That would be the one! Still can't believe the barrel stamping was misspelled. Oh well, Winchester did say I could return it for a different one, but I am keeping it for a conversation piece. It shoots really good and I'm happy with it otherwise.


----------



## Clarq (Jul 21, 2011)

I wouldn't say that you need 3 1/2" capabilities, but my philosophy for quite a few things in life is that you should do things in such a way that you keep lots of options open for yourself. So, I bought a gun that shoots 3 1/2" shells. You may end up being the kind of waterfowler who likes to bring them in close, or you may be one who shoots long range. Until you figure out what type of hunting you prefer, I'd simply suggest that you should prepare for all situations.

I'd rather shoot over decoys myself, but I'm not a good enough hunter to bring geese into decoys (and I can only bring in ducks half the time anyway). For this reason, I always have a pocket full of 3 1/2"s, and I'll fire on any goose or swan that comes within ~50 yards of me. 

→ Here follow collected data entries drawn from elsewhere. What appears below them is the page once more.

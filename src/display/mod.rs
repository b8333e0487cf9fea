//! Terminal display formatting for tally-cli
//!
//! Pure string formatting; nothing here touches storage or the clock.

pub mod expense;
pub mod history;

pub use expense::{format_expense_row, format_month_register};
pub use history::format_history;
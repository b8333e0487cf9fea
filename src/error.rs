//! Custom error types for tally-cli
//!
//! This module defines the error hierarchy for the application using thiserror
//! for ergonomic error definitions.

use thiserror::Error;

/// The main error type for tally-cli operations
#[derive(Error, Debug)]
pub enum TallyError {
    /// Configuration-related errors
    #[error("Configuration error: {0}")]
    Config(String),

    /// File I/O errors
    #[error("I/O error: {0}")]
    Io(String),

    /// JSON serialization/deserialization errors
    #[error("JSON error: {0}")]
    Json(String),

    /// Validation errors for user input (empty description, bad amount, bad date)
    #[error("Validation error: {0}")]
    Validation(String),

    /// Storage errors (read/write/atomic-rename failures)
    #[error("Storage error: {0}")]
    Storage(String),
}

impl TallyError {
    /// Check if this is a validation error
    pub fn is_validation(&self) -> bool {
        matches!(self, Self::Validation(_))
    }
}

// Implement From traits for common error types

impl From<std::io::Error> for TallyError {
    fn from(err: std::io::Error) -> Self {
        Self::Io(err.to_string())
    }
}

impl From<serde_json::Error> for TallyError {
    fn from(err: serde_json::Error) -> Self {
        Self::Json(err.to_string())
    }
}

/// Result type alias for tally-cli operations
pub type TallyResult<T> = Result<T, TallyError>;
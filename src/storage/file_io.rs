//! File I/O utilities with atomic writes
//!
//! Provides safe file operations that won't corrupt data on failure.

use std::fs::{self, File};
use std::io::{BufReader, BufWriter, Write};
use std::path::Path;

use log::warn;
use serde::{de::DeserializeOwned, Serialize};

use crate::error::TallyError;

/// Read JSON from a file, recovering from corruption
///
/// A missing file yields the default value. A file that exists but fails to
/// decode is treated as absent: the loss is logged and the default is
/// returned, so a corrupt slot never prevents startup. I/O failures (other
/// than not-found) are still surfaced.
pub fn read_json_recover<T, P>(path: P) -> Result<T, TallyError>
where
    T: DeserializeOwned + Default,
    P: AsRef<Path>,
{
    let path = path.as_ref();

    if !path.exists() {
        return Ok(T::default());
    }

    let file = File::open(path)
        .map_err(|e| TallyError::Storage(format!("Failed to open {}: {}", path.display(), e)))?;

    let reader = BufReader::new(file);
    match serde_json::from_reader(reader) {
        Ok(value) => Ok(value),
        Err(e) => {
            warn!(
                "discarding corrupt data file {}: {}",
                path.display(),
                e
            );
            Ok(T::default())
        }
    }
}

/// Write JSON to a file atomically (write to temp, then rename)
///
/// This ensures that the file is either completely written or not modified at all,
/// preventing corruption on crashes or power failures.
pub fn write_json_atomic<T, P>(path: P, data: &T) -> Result<(), TallyError>
where
    T: Serialize,
    P: AsRef<Path>,
{
    let path = path.as_ref();

    // Ensure parent directory exists
    if let Some(parent) = path.parent() {
        fs::create_dir_all(parent).map_err(|e| {
            TallyError::Storage(format!(
                "Failed to create directory {}: {}",
                parent.display(),
                e
            ))
        })?;
    }

    // Create temp file in same directory (important for atomic rename)
    let temp_path = path.with_extension("json.tmp");

    // Write to temp file
    let file = File::create(&temp_path)
        .map_err(|e| TallyError::Storage(format!("Failed to create temp file: {}", e)))?;

    let mut writer = BufWriter::new(file);
    serde_json::to_writer_pretty(&mut writer, data)
        .map_err(|e| TallyError::Storage(format!("Failed to serialize data: {}", e)))?;

    writer
        .flush()
        .map_err(|e| TallyError::Storage(format!("Failed to flush data: {}", e)))?;

    // Sync to disk before rename
    writer
        .get_ref()
        .sync_all()
        .map_err(|e| TallyError::Storage(format!("Failed to sync data: {}", e)))?;

    // Atomic rename
    fs::rename(&temp_path, path).map_err(|e| {
        // Try to clean up temp file if rename fails
        let _ = fs::remove_file(&temp_path);
        TallyError::Storage(format!("Failed to rename temp file: {}", e))
    })?;

    Ok(())
}
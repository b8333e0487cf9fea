//! Expense CLI commands
//!
//! Implements the add/list/delete/total commands against the ledger service.

use chrono::Local;

use crate::config::Settings;
use crate::display::format_month_register;
use crate::error::TallyResult;
use crate::services::LedgerService;
use crate::storage::Storage;

/// Add a new expense
///
/// `date` defaults to today when not given. Prints the created record, any
/// back-dated notice, and the updated register for the active month.
pub fn handle_add(
    storage: &Storage,
    settings: &Settings,
    description: &str,
    amount: &str,
    date: Option<&str>,
) -> TallyResult<()> {
    let service = LedgerService::new(storage);

    let today = Local::now().date_naive().format("%Y-%m-%d").to_string();
    let date = date.unwrap_or(&today);

    let (expense, notice) = service.add(description, amount, date)?;
    println!(
        "Added expense: {} {} {}",
        expense.date.format(&settings.date_format),
        expense.description,
        expense.amount.format_with_symbol(&settings.currency_symbol)
    );
    println!("  ID: {}", expense.id);

    if let Some(notice) = notice {
        println!();
        println!("{}", notice);
    }

    println!();
    print_register(storage, settings)?;
    Ok(())
}

/// List the active month's expenses with the running total
pub fn handle_list(storage: &Storage, settings: &Settings) -> TallyResult<()> {
    print_register(storage, settings)
}

/// Delete an expense by ID
///
/// Accepts the full UUID or the short `exp-` form shown by `add` and `list`.
/// An unknown ID is reported but is not an error.
pub fn handle_delete(storage: &Storage, id: &str) -> TallyResult<()> {
    let service = LedgerService::new(storage);

    match service.resolve_id(id)? {
        Some(resolved) => {
            if service.remove(resolved)? {
                println!("Deleted expense {}", resolved);
            } else {
                println!("No expense found with ID: {}", id);
            }
        }
        None => println!("No expense found with ID: {}", id),
    }
    Ok(())
}

/// Show the running total for the active month
pub fn handle_total(storage: &Storage, settings: &Settings) -> TallyResult<()> {
    let service = LedgerService::new(storage);
    let active = service.active_month()?;
    let total = service.total_for_month(active)?;

    println!(
        "{}: {}",
        active.friendly(),
        total.format_with_symbol(&settings.currency_symbol)
    );
    Ok(())
}

fn print_register(storage: &Storage, settings: &Settings) -> TallyResult<()> {
    let service = LedgerService::new(storage);
    let active = service.active_month()?;
    let expenses = service.expenses_for_month(active)?;
    let total = service.total_for_month(active)?;

    print!("{}", format_month_register(active, &expenses, total, settings));
    Ok(())
}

So, if you asked me, I'd say make sure you can shoot 3 1/2"s. But that's an opinion coming from a rather inexperienced, skybusting, and unrefined duck hunter, so take it for what it's worth.


----------



## hamernhonkers (Sep 28, 2007)

Greenhead_Slayer said:


> Can we just agree to disagree?


Slayer just glad to see you putting in the time and work to find the right load for you! I wish a lot more guys would do that:sad:
:O--O:


----------



## birdboy (Sep 11, 2007)

I was in your position a few years back and was gunless for a couple weeks during the season. I had to have a gun and right then to finish that season. I went and bought a Tri-Star auto with the idea that I would upgrade to another Beretta or Benelli the next year. I am still shooting the Tri-Star 6 years later and I got it for $400. Not as nice as a Beretta or BenElli, but it works great and was relatively cheap. Having said that, I will be sporting a new Beretta this year....

Add me to the 3" club as well. I can shoot 3 1/2s but my wallet and shoulder much prefer the 3" I am much more accurate shooting 3's as well... my 2 cents


----------



## Mach1 (Dec 3, 2012)

Ya, I know I will most likely shoot 3" 99% of the time I just don't want to be in the 1 situations that I wish I had the ability to shoot 3 1/2" and not be able to.


----------



## paddler (Jul 17, 2009)

Mach1 said:


> Ya, I know I will most likely shoot 3" 99% of the time I just don't want to be in the 1 situations that I wish I had the ability to shoot 3 1/2" and not be able to.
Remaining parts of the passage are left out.